YOUR TASK » Would you copy out each line of the records below that includes the word "human"?

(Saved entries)
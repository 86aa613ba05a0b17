use serde::{Deserialize, Serialize};

/// Position in a document: block index plus character offset into the
/// block's concatenated text.
///
/// Offsets are block-level rather than leaf-level so a point stays valid when
/// leaves are split by marking or merged by normalization.
#[derive(
    Debug, Clone, Copy, Default, PartialEq, Eq, PartialOrd, Ord, Hash, Serialize, Deserialize,
)]
pub struct Point {
    pub block: usize,
    pub offset: usize,
}

impl Point {
    pub fn new(block: usize, offset: usize) -> Self {
        Self { block, offset }
    }
}

/// A selection range. `anchor` is where the gesture started, `focus` where it
/// currently ends; the focus may precede the anchor.
#[derive(Debug, Clone, Copy, PartialEq, Eq, Hash, Serialize, Deserialize)]
pub struct Range {
    pub anchor: Point,
    pub focus: Point,
}

impl Range {
    pub fn new(anchor: Point, focus: Point) -> Self {
        Self { anchor, focus }
    }

    /// Collapsed range (a caret)
    pub fn caret(point: Point) -> Self {
        Self::new(point, point)
    }

    /// Convenience for single-block ranges
    pub fn within(block: usize, start: usize, end: usize) -> Self {
        Self::new(Point::new(block, start), Point::new(block, end))
    }

    pub fn is_collapsed(&self) -> bool {
        self.anchor == self.focus
    }

    pub fn is_expanded(&self) -> bool {
        !self.is_collapsed()
    }

    pub fn is_backward(&self) -> bool {
        self.focus < self.anchor
    }

    pub fn start(&self) -> Point {
        self.anchor.min(self.focus)
    }

    pub fn end(&self) -> Point {
        self.anchor.max(self.focus)
    }
}

/// Caret movement directions used by keyboard navigation
#[derive(Debug, Clone, Copy, PartialEq, Eq)]
pub enum Direction {
    Left,
    Right,
    Up,
    Down,
    LineStart,
    LineEnd,
}

#[cfg(test)]
mod tests {
    use super::*;

    #[test]
    fn test_points_order_by_block_then_offset() {
        assert!(Point::new(0, 9) < Point::new(1, 0));
        assert!(Point::new(1, 2) < Point::new(1, 3));
    }

    #[test]
    fn test_backward_range_orders_endpoints() {
        let range = Range::new(Point::new(2, 1), Point::new(0, 4));

        assert!(range.is_backward());
        assert_eq!(range.start(), Point::new(0, 4));
        assert_eq!(range.end(), Point::new(2, 1));
    }

    #[test]
    fn test_caret_is_collapsed() {
        let caret = Range::caret(Point::new(0, 3));
        assert!(caret.is_collapsed());
        assert!(!caret.is_expanded());
        assert!(!Range::within(0, 1, 2).is_collapsed());
    }
}
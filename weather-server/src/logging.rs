use tracing_subscriber::{EnvFilter, fmt, layer::SubscriberExt, util::SubscriberInitExt};

/// Initialize the tracing subscriber. `RUST_LOG` overrides the default
/// `info` filter.
pub fn init() {
    let filter = EnvFilter::try_from_default_env().unwrap_or_else(|_| EnvFilter::new("info"));

    tracing_subscriber::registry()
        .with(filter)
        .with(fmt::layer().with_target(true))
        .init();
}
use std::time::Duration;

use async_trait::async_trait;
use reqwest::Client;
use serde::Deserialize;

use crate::error::ProviderError;
use crate::model::{WeatherSnapshot, kph_to_mps, round_temp_c, round_wind_mps};

use super::{ProviderId, WeatherProvider, truncate_body};

const DEFAULT_BASE_URL: &str = "http://api.weatherapi.com/v1";
const REQUEST_TIMEOUT: Duration = Duration::from_secs(5);
const PROVIDER: &str = "weatherapi";

/// The upstream has no current-conditions temperature range, so min/max are
/// approximated as current ± 2 °C.
const RANGE_SPREAD_C: f64 = 2.0;

/// WeatherAPI.com current-conditions adapter. Wind arrives in km/h.
#[derive(Debug, Clone)]
pub struct WeatherApiProvider {
    api_key: Option<String>,
    base_url: String,
    http: Client,
}

impl WeatherApiProvider {
    pub fn new(api_key: Option<String>) -> Self {
        Self::with_base_url(api_key, DEFAULT_BASE_URL.to_string())
    }

    pub fn with_base_url(api_key: Option<String>, base_url: String) -> Self {
        Self {
            api_key,
            base_url,
            http: Client::new(),
        }
    }

    async fn fetch_current(&self, city: &str) -> Result<WeatherSnapshot, ProviderError> {
        let api_key = self
            .api_key
            .as_deref()
            .ok_or(ProviderError::MissingCredential { provider: PROVIDER })?;

        let url = format!("{}/current.json", self.base_url);

        let res = self
            .http
            .get(&url)
            .timeout(REQUEST_TIMEOUT)
            .query(&[("key", api_key), ("q", city)])
            .send()
            .await
            .map_err(|err| ProviderError::from_reqwest(PROVIDER, err))?;

        let status = res.status();
        let body = res
            .text()
            .await
            .map_err(|err| ProviderError::from_reqwest(PROVIDER, err))?;

        if !status.is_success() {
            return Err(ProviderError::UpstreamStatus {
                provider: PROVIDER,
                status: status.as_u16(),
                body: truncate_body(&body),
            });
        }

        let parsed: WaResponse =
            serde_json::from_str(&body).map_err(|err| ProviderError::MalformedPayload {
                provider: PROVIDER,
                message: err.to_string(),
            })?;

        Ok(snapshot_from(parsed))
    }
}

fn snapshot_from(parsed: WaResponse) -> WeatherSnapshot {
    let location_name = format!("{}, {}", parsed.location.name, parsed.location.country);

    let icon_ref = if parsed.current.condition.icon.is_empty() {
        String::new()
    } else if parsed.current.condition.icon.starts_with("//") {
        format!("https:{}", parsed.current.condition.icon)
    } else {
        parsed.current.condition.icon.clone()
    };

    WeatherSnapshot {
        provider: PROVIDER.to_string(),
        location_name,
        temperature_c: round_temp_c(parsed.current.temp_c),
        feels_like_c: round_temp_c(parsed.current.feelslike_c),
        temperature_min_c: round_temp_c(parsed.current.temp_c - RANGE_SPREAD_C),
        temperature_max_c: round_temp_c(parsed.current.temp_c + RANGE_SPREAD_C),
        humidity_percent: parsed.current.humidity,
        wind_speed_mps: round_wind_mps(kph_to_mps(parsed.current.wind_kph)),
        condition_summary: parsed.current.condition.text.clone(),
        condition_description: parsed.current.condition.text,
        icon_ref,
    }
}

#[derive(Debug, Deserialize)]
struct WaLocation {
    name: String,
    country: String,
}

#[derive(Debug, Deserialize)]
struct WaCondition {
    text: String,
    #[serde(default)]
    icon: String,
}

#[derive(Debug, Deserialize)]
struct WaCurrent {
    temp_c: f64,
    feelslike_c: f64,
    humidity: u8,
    wind_kph: f64,
    condition: WaCondition,
}

#[derive(Debug, Deserialize)]
struct WaResponse {
    location: WaLocation,
    current: WaCurrent,
}

#[async_trait]
impl WeatherProvider for WeatherApiProvider {
    fn id(&self) -> ProviderId {
        ProviderId::WeatherApi
    }

    async fn fetch(&self, city: &str) -> Result<WeatherSnapshot, ProviderError> {
        self.fetch_current(city).await
    }
}
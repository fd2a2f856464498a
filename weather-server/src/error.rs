use axum::{
    Json,
    http::StatusCode,
    response::{IntoResponse, Response},
};
use serde::{Deserialize, Serialize};

use weather_core::LookupError;

/// Error body returned by every non-200 response.
#[derive(Debug, Clone, Serialize, Deserialize)]
pub struct ApiErrorBody {
    pub error: String,
}

/// API error with its HTTP status code.
///
/// Messages are generic and human-readable; upstream details and credentials
/// never leave the server.
#[derive(Debug)]
pub struct ApiError {
    pub status: StatusCode,
    pub body: ApiErrorBody,
}

impl ApiError {
    pub fn new(status: StatusCode, message: impl Into<String>) -> Self {
        Self {
            status,
            body: ApiErrorBody {
                error: message.into(),
            },
        }
    }

    pub fn bad_request(message: impl Into<String>) -> Self {
        Self::new(StatusCode::BAD_REQUEST, message)
    }

    pub fn unavailable(message: impl Into<String>) -> Self {
        Self::new(StatusCode::SERVICE_UNAVAILABLE, message)
    }

    pub fn internal(message: impl Into<String>) -> Self {
        Self::new(StatusCode::INTERNAL_SERVER_ERROR, message)
    }
}

impl IntoResponse for ApiError {
    fn into_response(self) -> Response {
        (self.status, Json(self.body)).into_response()
    }
}

impl From<LookupError> for ApiError {
    fn from(err: LookupError) -> Self {
        match err {
            LookupError::InvalidInput => {
                Self::bad_request("query parameter 'city' must not be empty")
            }
            LookupError::AllProvidersUnavailable => {
                Self::unavailable("weather is currently unavailable, please try again later")
            }
            LookupError::Unexpected(_) => Self::internal("internal server error"),
        }
    }
}
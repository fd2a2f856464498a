use reqwest::{Client, StatusCode};

use weather_core::WeatherSnapshot;

/// HTTP client for the lookup endpoint.
///
/// Every failure becomes a single human-readable message; callers never see
/// transport or upstream details.
#[derive(Debug, Clone)]
pub struct ApiClient {
    http: Client,
    base_url: String,
}

impl ApiClient {
    pub fn new(base_url: String) -> Self {
        Self {
            http: Client::new(),
            base_url: base_url.trim_end_matches('/').to_string(),
        }
    }

    pub async fn get_weather(&self, city: &str) -> Result<WeatherSnapshot, String> {
        let url = format!("{}/weather", self.base_url);

        let res = match self.http.get(&url).query(&[("city", city)]).send().await {
            Ok(res) => res,
            Err(_) => {
                return Err(format!(
                    "Could not reach the weather service at {}.",
                    self.base_url
                ));
            }
        };

        let status = res.status();
        if status.is_success() {
            return res
                .json::<WeatherSnapshot>()
                .await
                .map_err(|_| "The weather service returned an unreadable response.".to_string());
        }

        let body = res.text().await.unwrap_or_default();
        Err(error_message(status, &body))
    }
}

/// One human-readable line for any non-200 response. Prefers the server's
/// own error message when the body carries one.
fn error_message(status: StatusCode, body: &str) -> String {
    if let Ok(parsed) = serde_json::from_str::<serde_json::Value>(body) {
        if let Some(message) = parsed.get("error").and_then(|e| e.as_str()) {
            return message.to_string();
        }
    }

    match status {
        StatusCode::BAD_REQUEST => "Please enter a city name.".to_string(),
        StatusCode::SERVICE_UNAVAILABLE => {
            "Weather is currently unavailable, please try again later.".to_string()
        }
        _ => "Something went wrong while looking up the weather.".to_string(),
    }
}

#[cfg(test)]
mod tests {
    use super::*;
    use wiremock::matchers::{method, path, query_param};
    use wiremock::{Mock, MockServer, ResponseTemplate};

    const SNAPSHOT_BODY: &str = r#"{
        "provider": "openweather",
        "location_name": "London",
        "temperature_c": 21.0,
        "feels_like_c": 20.0,
        "temperature_min_c": 18.0,
        "temperature_max_c": 24.0,
        "humidity_percent": 44,
        "wind_speed_mps": 3.6,
        "condition_summary": "Clouds",
        "condition_description": "scattered clouds",
        "icon_ref": ""
    }"#;

    #[tokio::test]
    async fn success_response_decodes_into_a_snapshot() {
        let server = MockServer::start().await;
        Mock::given(method("GET"))
            .and(path("/weather"))
            .and(query_param("city", "London"))
            .respond_with(
                ResponseTemplate::new(200).set_body_raw(SNAPSHOT_BODY, "application/json"),
            )
            .mount(&server)
            .await;

        let client = ApiClient::new(server.uri());
        let snapshot = client.get_weather("London").await.expect("snapshot");
        assert_eq!(snapshot.location_name, "London");
        assert_eq!(snapshot.temperature_c, 21.0);
    }

    #[tokio::test]
    async fn server_error_message_is_passed_through() {
        let server = MockServer::start().await;
        Mock::given(method("GET"))
            .and(path("/weather"))
            .respond_with(
                ResponseTemplate::new(400)
                    .set_body_raw(r#"{"error":"query parameter 'city' must not be empty"}"#, "application/json"),
            )
            .mount(&server)
            .await;

        let client = ApiClient::new(server.uri());
        let message = client.get_weather("").await.expect_err("error");
        assert_eq!(message, "query parameter 'city' must not be empty");
    }

    #[tokio::test]
    async fn bodyless_failure_falls_back_to_a_generic_message() {
        let server = MockServer::start().await;
        Mock::given(method("GET"))
            .and(path("/weather"))
            .respond_with(ResponseTemplate::new(503))
            .mount(&server)
            .await;

        let client = ApiClient::new(server.uri());
        let message = client.get_weather("London").await.expect_err("error");
        assert_eq!(
            message,
            "Weather is currently unavailable, please try again later."
        );
    }

    #[tokio::test]
    async fn unreadable_success_body_is_one_message() {
        let server = MockServer::start().await;
        Mock::given(method("GET"))
            .and(path("/weather"))
            .respond_with(ResponseTemplate::new(200).set_body_string("not json"))
            .mount(&server)
            .await;

        let client = ApiClient::new(server.uri());
        let message = client.get_weather("London").await.expect_err("error");
        assert_eq!(message, "The weather service returned an unreadable response.");
    }

    #[test]
    fn unknown_statuses_get_the_generic_message() {
        let message = error_message(StatusCode::INTERNAL_SERVER_ERROR, "");
        assert_eq!(message, "Something went wrong while looking up the weather.");
    }
}
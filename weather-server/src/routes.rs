use axum::{
    Json, Router,
    extract::{Query, State},
    http::StatusCode,
    response::IntoResponse,
    routing::get,
};
use serde::{Deserialize, Serialize};
use tower_http::trace::TraceLayer;
use tracing::error;

use weather_core::{LookupError, WeatherSnapshot};

use crate::{error::ApiError, state::AppState};

pub fn create_router(state: AppState) -> Router {
    Router::new()
        .route("/weather", get(get_weather))
        .route("/health", get(health_check))
        .route("/live", get(live_check))
        .with_state(state)
        .layer(TraceLayer::new_for_http())
}

#[derive(Debug, Deserialize)]
struct WeatherQuery {
    /// Missing parameter is treated the same as an empty city.
    #[serde(default)]
    city: String,
}

async fn get_weather(
    State(state): State<AppState>,
    Query(query): Query<WeatherQuery>,
) -> Result<Json<WeatherSnapshot>, ApiError> {
    match state.service.get_weather(&query.city).await {
        Ok(snapshot) => Ok(Json(snapshot)),
        Err(err) => {
            if let LookupError::Unexpected(detail) = &err {
                error!(%detail, "unexpected failure during lookup");
            }
            Err(ApiError::from(err))
        }
    }
}

#[derive(Serialize)]
struct HealthResponse {
    status: &'static str,
    version: &'static str,
}

/// Simple health check - returns 200 if the service is running.
async fn health_check() -> impl IntoResponse {
    Json(HealthResponse {
        status: "ok",
        version: env!("CARGO_PKG_VERSION"),
    })
}

/// Liveness probe.
async fn live_check() -> StatusCode {
    StatusCode::OK
}
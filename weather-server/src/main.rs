//! Binary crate for the weather HTTP service.

use std::net::SocketAddr;
use std::sync::Arc;

use tokio::net::TcpListener;
use tracing::info;

use weather_core::{Config, LookupService};
use weather_server::{logging, routes, state::AppState};

const HTTP_ADDR_VAR: &str = "WEATHER_HTTP_ADDR";
const DEFAULT_HTTP_ADDR: &str = "127.0.0.1:8080";

#[tokio::main]
async fn main() -> anyhow::Result<()> {
    dotenvy::dotenv().ok();
    logging::init();

    let config = Config::load()?;
    let state = AppState {
        service: Arc::new(LookupService::from_config(&config)),
    };
    let app = routes::create_router(state);

    let addr: SocketAddr = std::env::var(HTTP_ADDR_VAR)
        .unwrap_or_else(|_| DEFAULT_HTTP_ADDR.to_string())
        .parse()?;
    info!("Starting weather service on {}", addr);

    let listener = TcpListener::bind(addr).await?;
    axum::serve(listener, app).await?;

    Ok(())
}
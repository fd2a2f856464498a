//! Shared application state.

use std::sync::Arc;

use weather_core::LookupService;

#[derive(Clone)]
pub struct AppState {
    pub service: Arc<LookupService>,
}
//! HTTP surface for the weather lookup service.
//!
//! The binary in `main.rs` wires configuration, logging, and the router
//! together; everything else lives here so integration tests can drive the
//! same router.

pub mod error;
pub mod logging;
pub mod routes;
pub mod state;
//! Shared output formatting for diagnostics and bindings.

use anyhow::Result;
use ifrename_core::{Diagnostic, Level, MacPci};
use serde::Serialize;
use std::path::Path;

use crate::OutputFormat;

#[derive(Serialize)]
struct CheckReport<'a> {
    file: &'a Path,
    formulae: usize,
    diagnostics: &'a [Diagnostic],
}

#[derive(Serialize)]
struct ResolveReport<'a> {
    file: &'a Path,
    bindings: &'a [MacPci],
    diagnostics: &'a [Diagnostic],
}

/// Prints the result of parsing a rules file.
pub fn print_check(
    file: &Path,
    formulae: usize,
    diagnostics: &[Diagnostic],
    format: OutputFormat,
) -> Result<()> {
    match format {
        OutputFormat::Text => {
            print_diagnostics_text(file, diagnostics);
            print_summary(file, formulae, diagnostics);
        }
        OutputFormat::Json => {
            let report = CheckReport {
                file,
                formulae,
                diagnostics,
            };
            println!("{}", serde_json::to_string_pretty(&report)?);
        }
        OutputFormat::Compact => print_diagnostics_compact(file, diagnostics),
    }
    Ok(())
}

/// Prints resolved bindings with the diagnostics gathered on the way.
pub fn print_bindings(
    file: &Path,
    bindings: &[MacPci],
    diagnostics: &[Diagnostic],
    format: OutputFormat,
) -> Result<()> {
    match format {
        OutputFormat::Text => {
            print_diagnostics_text(file, diagnostics);
            for rule in bindings {
                println!("{:<8} {}  {}", rule.target(), rule.mac(), rule.pci());
            }
            println!("\n{} binding(s)", bindings.len());
        }
        OutputFormat::Json => {
            let report = ResolveReport {
                file,
                bindings,
                diagnostics,
            };
            println!("{}", serde_json::to_string_pretty(&report)?);
        }
        OutputFormat::Compact => {
            for rule in bindings {
                println!("{rule}");
            }
        }
    }
    Ok(())
}

fn print_diagnostics_text(file: &Path, diagnostics: &[Diagnostic]) {
    for d in diagnostics.iter().filter(|d| d.level >= Level::Info) {
        let indicator = match d.level {
            Level::Critical | Level::Error => "\x1b[31merror\x1b[0m",
            Level::Warning => "\x1b[33mwarning\x1b[0m",
            Level::Info | Level::Debug => "\x1b[34minfo\x1b[0m",
        };
        match d.line {
            Some(line) => println!("{} at {}:{line}", d.kind.code(), file.display()),
            None => println!("{} in {}", d.kind.code(), file.display()),
        }
        println!("  {indicator}: {}", d.message);
        println!();
    }
}

fn print_summary(file: &Path, formulae: usize, diagnostics: &[Diagnostic]) {
    let warnings = diagnostics
        .iter()
        .filter(|d| d.level == Level::Warning)
        .count();
    let color = if warnings > 0 { "\x1b[33m" } else { "\x1b[32m" };
    println!(
        "{color}{} rule(s) loaded from {}, {} warning(s)\x1b[0m",
        formulae,
        file.display(),
        warnings
    );
}

fn print_diagnostics_compact(file: &Path, diagnostics: &[Diagnostic]) {
    for d in diagnostics.iter().filter(|d| d.level >= Level::Info) {
        println!("{}", compact_line(file, d));
    }
}

fn compact_line(file: &Path, d: &Diagnostic) -> String {
    format!(
        "{}:{}: {} [{}] {}",
        file.display(),
        d.line.unwrap_or(0),
        d.level,
        d.kind.code(),
        d.message
    )
}
//! Text → [`FormulaSet`] conversion.
//!
//! Lines have the form `<target>[:<method>]=<value>`. Content problems are
//! reported to the sink and the offending line is skipped; parsing itself
//! never fails.

use crate::model::{Formula, FormulaSet, Method, Target};
use crate::sink::DiagnosticSink;
use crate::types::{Diagnostic, DiagnosticKind};
use regex::Regex;
use std::sync::LazyLock;

static VALID_LINE: LazyLock<Regex> = LazyLock::new(|| {
    Regex::new(
        r"^\s*(?P<target>eth\d+)\s*(?::\s*(?P<method>[^=]+?))?\s*=\s*(?P<value>.+)$",
    )
    .expect("line pattern is valid")
});

/// The method as written on a line, before guessing.
#[derive(Debug, Clone, Copy, PartialEq, Eq)]
enum MethodToken {
    Known(Method),
    Guess,
}

impl MethodToken {
    fn parse(token: &str) -> Option<Self> {
        if token == "guess" {
            return Some(Self::Guess);
        }
        Method::from_token(token).map(Self::Known)
    }
}

/// Parses rule lines into a formula set.
///
/// Blank lines and `#` comments are skipped. Later definitions of a target
/// replace earlier ones.
pub fn parse_lines<I, S>(lines: I, sink: &mut dyn DiagnosticSink) -> FormulaSet
where
    I: IntoIterator<Item = S>,
    S: AsRef<str>,
{
    let mut formulae = FormulaSet::new();

    for (index, raw) in lines.into_iter().enumerate() {
        let line = raw.as_ref().trim();
        if line.is_empty() || line.starts_with('#') {
            continue;
        }
        let num = index + 1;

        let Some((target, formula)) = parse_line(line, num, sink) else {
            continue;
        };

        if let Some(previous) = formulae.insert_or_replace(target.clone(), formula) {
            sink.emit(
                Diagnostic::new(
                    DiagnosticKind::DuplicateTarget,
                    format!(
                        "Static rule for '{target}' already found. Discarding older entry ({}=\"{}\")",
                        previous.method(),
                        previous.value()
                    ),
                )
                .at_line(num),
            );
        }
    }

    formulae
}

/// Parses a whole text blob, line by line.
pub fn parse_str(text: &str, sink: &mut dyn DiagnosticSink) -> FormulaSet {
    parse_lines(text.lines(), sink)
}

fn parse_line(line: &str, num: usize, sink: &mut dyn DiagnosticSink) -> Option<(Target, Formula)> {
    let Some(caps) = VALID_LINE.captures(line) else {
        report_unrecognised(line, num, sink);
        return None;
    };
    let Ok(target) = Target::new(caps["target"].trim()) else {
        report_unrecognised(line, num, sink);
        return None;
    };

    let (value, quoted) = unquote(caps["value"].trim());

    let token = match caps.name("method") {
        None => {
            sink.emit(
                Diagnostic::new(
                    DiagnosticKind::MethodGuessed,
                    format!("Guessing method for interface {target}"),
                )
                .at_line(num),
            );
            MethodToken::Guess
        }
        Some(m) => {
            let raw = m.as_str().trim();
            let Some(token) = MethodToken::parse(raw) else {
                sink.emit(
                    Diagnostic::new(
                        DiagnosticKind::UnknownMethod,
                        format!("Unrecognised static identification method '{raw}' - Ignoring"),
                    )
                    .at_line(num),
                );
                return None;
            };
            token
        }
    };

    // A quoted "guess" is the literal label "guess".
    let token = if quoted && value == "guess" {
        MethodToken::Known(Method::Label)
    } else {
        token
    };

    let method = match token {
        MethodToken::Known(method) => method,
        MethodToken::Guess => Method::guess(value),
    };

    let formula = Formula::new(method, value);
    if let Err(e) = formula.validate() {
        sink.emit(
            Diagnostic::new(DiagnosticKind::InvalidValue, format!("{e} - Ignoring")).at_line(num),
        );
        return None;
    }

    let formula = translate_legacy_ppn(&target, formula, num, sink);
    Some((target, formula))
}

fn report_unrecognised(line: &str, num: usize, sink: &mut dyn DiagnosticSink) {
    sink.emit(
        Diagnostic::new(
            DiagnosticKind::UnrecognisedLine,
            format!("Unrecognised line '{line}' in static rules"),
        )
        .at_line(num),
    );
}

/// Rewrites old-style `pciXpY` ppns to `pXpY`.
fn translate_legacy_ppn(
    target: &Target,
    formula: Formula,
    num: usize,
    sink: &mut dyn DiagnosticSink,
) -> Formula {
    if formula.method() != Method::Ppn {
        return formula;
    }
    let Some(rest) = formula.value().strip_prefix("pci") else {
        return formula;
    };
    let translated = format!("p{rest}");
    sink.emit(
        Diagnostic::new(
            DiagnosticKind::LegacyPpn,
            format!("Detected use of old-style ppn reference for {target} - Translating to {translated}"),
        )
        .at_line(num),
    );
    Formula::new(Method::Ppn, translated)
}

/// Strips one pair of matching single or double quotes.
fn unquote(value: &str) -> (&str, bool) {
    for quote in ['"', '\''] {
        if value.len() >= 2 && value.starts_with(quote) && value.ends_with(quote) {
            return (&value[1..value.len() - 1], true);
        }
    }
    (value, false)
}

ANSWER SECTION »
/// Messages are generic and human-readable; upstream details and credentials
/// Every failure becomes a single human-readable message; callers never see
/// One human-readable line for any non-200 response. Prefers the server's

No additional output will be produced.